Don't study the statistics, listen to the audience. Andrew Flintoff's flamboyant cameo in his final innings in Test cricket at the Oval yesterday means he finishes with a batting average of 31.77. The Big Man hit four boundaries, scoring 22 off 18 balls before holing out to long on, and left, as he had arrived not long before, to a standing ovation of unconditional fondness.
As he approached the dressing room steps, he swivelled to the left and raised his bat to the crowd and then turned and repeated the gesture to the members in the Pavilion. It was a modest gesture by a remarkable cricketer whose Test performances have only rarely reached the peaks of which he was capable, but who never lost the affection of his large and loyal audience. So great is the interest still that Fred's Knee has sometimes seemed to be the biggest sports story of the summer.
As farewells go, Flintoff's has been a slightly downbeat affair rather than the blaze of glory Andrew Strauss thought Flintoff deserved. None of the extraordinary melodrama that accompanied Sir Don Bradman's dismissal, bowled by an Eric Hollies googly in his last Test innings, which I saw at The Oval as a boy almost exactly 61 years ago.

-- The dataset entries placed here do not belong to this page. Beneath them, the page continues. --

//! Recency oracle - answers "were these two paired within the window?"
//!
//! History is queried for the first participant only. The store returns records
//! where that participant sits in either slot, so the answer does not depend on
//! argument order.

use async_trait::async_trait;
use chrono::{DateTime, Duration, Utc};
use std::sync::Arc;
use tracing::{debug, warn};

use crate::common::ParticipantId;
use crate::domains::matching::settings::RecencyLookupPolicy;
use crate::kernel::{BaseMatchHistoryStore, StoreError, StoreResult};

/// Raw recency lookup. Store failures are returned to the caller untouched.
pub async fn was_recently_matched(
    history: &dyn BaseMatchHistoryStore,
    a: ParticipantId,
    b: ParticipantId,
    window: Duration,
    now: DateTime<Utc>,
) -> StoreResult<bool> {
    let since = now.checked_sub_signed(window).ok_or_else(|| {
        StoreError::InvalidQuery(format!("recency window {} is out of range", window))
    })?;
    let records = history.list_recent_matches_for(a, since).await?;

    Ok(records.iter().any(|record| record.pairs(a, b)))
}

/// Compatibility check consulted by the pairing engine for every candidate pair
#[async_trait]
pub trait RecencyCheck: Send + Sync {
    async fn is_recent(&self, a: ParticipantId, b: ParticipantId) -> bool;
}

/// Recency oracle bound to one round: fixed "now", window and failure policy
pub struct RecencyOracle {
    history: Arc<dyn BaseMatchHistoryStore>,
    window: Duration,
    policy: RecencyLookupPolicy,
    now: DateTime<Utc>,
}

impl RecencyOracle {
    pub fn new(
        history: Arc<dyn BaseMatchHistoryStore>,
        window: Duration,
        policy: RecencyLookupPolicy,
        now: DateTime<Utc>,
    ) -> Self {
        Self {
            history,
            window,
            policy,
            now,
        }
    }

    pub async fn was_recently_matched(
        &self,
        a: ParticipantId,
        b: ParticipantId,
    ) -> StoreResult<bool> {
        was_recently_matched(self.history.as_ref(), a, b, self.window, self.now).await
    }
}

#[async_trait]
impl RecencyCheck for RecencyOracle {
    async fn is_recent(&self, a: ParticipantId, b: ParticipantId) -> bool {
        match self.was_recently_matched(a, b).await {
            Ok(recent) => {
                debug!("Recency check {} / {}: recent = {}", a, b, recent);
                recent
            }
            Err(e) => {
                let assumed = self.policy.assume_recent();
                warn!(
                    participant_a = %a,
                    participant_b = %b,
                    policy = %self.policy,
                    "Match history lookup failed, assuming recent = {}: {}",
                    assumed,
                    e
                );
                assumed
            }
        }
    }
}
impl InMemoryMatchHistoryStore {
    pub fn new() -> Self {
        Self {
            records: Mutex::new(Vec::new()),
            lookups: Mutex::new(Vec::new()),
            insert_batches: Mutex::new(Vec::new()),
            failing_lookups: Mutex::new(HashSet::new()),
            fail_inserts: AtomicBool::new(false),
            lookup_delay: Mutex::new(None),
        }
    }

    /// Add a prior match directly, without recording a store call
    pub fn seed(&self, a: ParticipantId, b: ParticipantId, created_at: DateTime<Utc>) -> MatchRecord {
        let record = MatchRecord {
            id: MatchId::new(),
            participant_a_id: a,
            participant_b_id: b,
            created_at,
        };
        self.records.lock().unwrap().push(record.clone());
        record
    }

    pub fn records(&self) -> Vec<MatchRecord> {
        self.records.lock().unwrap().clone()
    }

    /// Make history lookups for this participant fail
    pub fn fail_lookups_for(&self, id: ParticipantId) {
        self.failing_lookups.lock().unwrap().insert(id);
    }

    pub fn fail_inserts(&self) {
        self.fail_inserts.store(true, Ordering::SeqCst);
    }

    /// Sleep before answering every lookup
    pub fn delay_lookups(&self, delay: Duration) {
        *self.lookup_delay.lock().unwrap() = Some(delay);
    }

    /// Participants looked up, in order
    pub fn lookups(&self) -> Vec<ParticipantId> {
        self.lookups.lock().unwrap().clone()
    }

    /// Every attempted batch insert, including failed ones
    pub fn insert_batches(&self) -> Vec<Vec<NewMatchRecord>> {
        self.insert_batches.lock().unwrap().clone()
    }
}
// Common test utilities

pub mod harness;

pub use harness::*;
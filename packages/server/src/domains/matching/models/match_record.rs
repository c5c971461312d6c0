use anyhow::Result;
use chrono::{DateTime, Utc};
use serde::{Deserialize, Serialize};
use sqlx::PgPool;

use crate::common::{MatchId, ParticipantId};

/// MatchRecord model - one stored pairing
///
/// The pair is unordered: `(a, b)` and `(b, a)` describe the same relationship.
/// Records are only ever inserted, never updated or deleted.
#[derive(sqlx::FromRow, Serialize, Deserialize, Debug, Clone, PartialEq)]
pub struct MatchRecord {
    pub id: MatchId,
    pub participant_a_id: ParticipantId,
    pub participant_b_id: ParticipantId,
    pub created_at: DateTime<Utc>,
}

/// A pairing accumulated during a round, before the store assigns id and timestamp
#[derive(Serialize, Deserialize, Debug, Clone, Copy, PartialEq, Eq)]
pub struct NewMatchRecord {
    pub participant_a_id: ParticipantId,
    pub participant_b_id: ParticipantId,
}

impl NewMatchRecord {
    pub fn new(participant_a_id: ParticipantId, participant_b_id: ParticipantId) -> Self {
        Self {
            participant_a_id,
            participant_b_id,
        }
    }
}

impl MatchRecord {
    /// True if the participant sits in either slot
    pub fn involves(&self, participant_id: ParticipantId) -> bool {
        self.participant_a_id == participant_id || self.participant_b_id == participant_id
    }

    /// True if this record pairs `a` with `b`, in either ordering
    pub fn pairs(&self, a: ParticipantId, b: ParticipantId) -> bool {
        (self.participant_a_id == a && self.participant_b_id == b)
            || (self.participant_a_id == b && self.participant_b_id == a)
    }

    /// Records involving the participant created at or after `since`, newest first
    pub async fn find_recent_for(
        participant_id: ParticipantId,
        since: DateTime<Utc>,
        pool: &PgPool,
    ) -> Result<Vec<Self>> {
        sqlx::query_as::<_, Self>(
            "SELECT * FROM matches
             WHERE (participant_a_id = $1 OR participant_b_id = $1)
               AND created_at >= $2
             ORDER BY created_at DESC",
        )
        .bind(participant_id)
        .bind(since)
        .fetch_all(pool)
        .await
        .map_err(Into::into)
    }

    /// Full history for one participant, newest first
    pub async fn find_for(participant_id: ParticipantId, pool: &PgPool) -> Result<Vec<Self>> {
        sqlx::query_as::<_, Self>(
            "SELECT * FROM matches
             WHERE participant_a_id = $1 OR participant_b_id = $1
             ORDER BY created_at DESC",
        )
        .bind(participant_id)
        .fetch_all(pool)
        .await
        .map_err(Into::into)
    }

    /// Insert a batch in a single statement, so it lands entirely or not at all
    pub async fn insert_batch(batch: &[NewMatchRecord], pool: &PgPool) -> Result<Vec<Self>> {
        let ids: Vec<MatchId> = batch.iter().map(|_| MatchId::new()).collect();
        let a_ids: Vec<ParticipantId> = batch.iter().map(|r| r.participant_a_id).collect();
        let b_ids: Vec<ParticipantId> = batch.iter().map(|r| r.participant_b_id).collect();

        sqlx::query_as::<_, Self>(
            "INSERT INTO matches (id, participant_a_id, participant_b_id)
             SELECT * FROM UNNEST($1::uuid[], $2::uuid[], $3::uuid[])
             RETURNING *",
        )
        .bind(ids)
        .bind(a_ids)
        .bind(b_ids)
        .fetch_all(pool)
        .await
        .map_err(Into::into)
    }
}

Having arrived to his first standing ovation, and looking impressed as Ricky Ponting shook his hand in a gesture typical of Australia's well-mannered skipper, Flintoff did not misjudge the line of the second ball he received, as Bradman had done. He plonked his front foot down the wicket and swiped Marcus North's gentle off-spin to cow corner for four.
In North's next over, Flintoff tickled a ball round the corner for another four. Off the more threatening deliveries from Peter Siddle, he hoiked one to the mid-wicket boundary, before returning to cow corner for one last boundary off North before fatally under-hitting a drive to the long-on boundary.
This last innings will blend into others rather than lodging in the memory, as did his fierce 72 in the first innings here against Australia in 2005, and his violent, match-turning 95 against South Africa in 2005.
Before batting he had left only a shallow impression on Australia's first innings, performing tidily, taking one for 35 in 13.5 overs, and he bowled three overs at the start of Australia's second innings, bowling three overs and evidently not caring for his creaking frame, and taking a hurtful tumble trying to stop a drive.
His bowling average remains higher than his batting average. What lingers in the memory is the style rather than the statistics, which are impressive without challenging Ian Botham's record (his Test batting average was 33.54, bowling 28.42). But Flintoff's figures are superior to Stuart Broad's.
Broad succeeded him at the wicket yesterday and is a candidate for the succession as England's favourite all rounder; before the close the crowd was calling for him to be brought into the attack. But he still lacks Flintoff's warmth, and his vulnerability.
Damn the statistics. Forget the embarrassing episodes. Sure, it is true that Michael Vaughan's Test record is more impressive; Nasser Hussain was a more important transitional figure, and Kevin Pietersen is capable of flirting with greatness as a batsman. But Fred Flintoff has been the image and the icon of English cricket in the Noughties. That's not a bad epitaph for a Test career.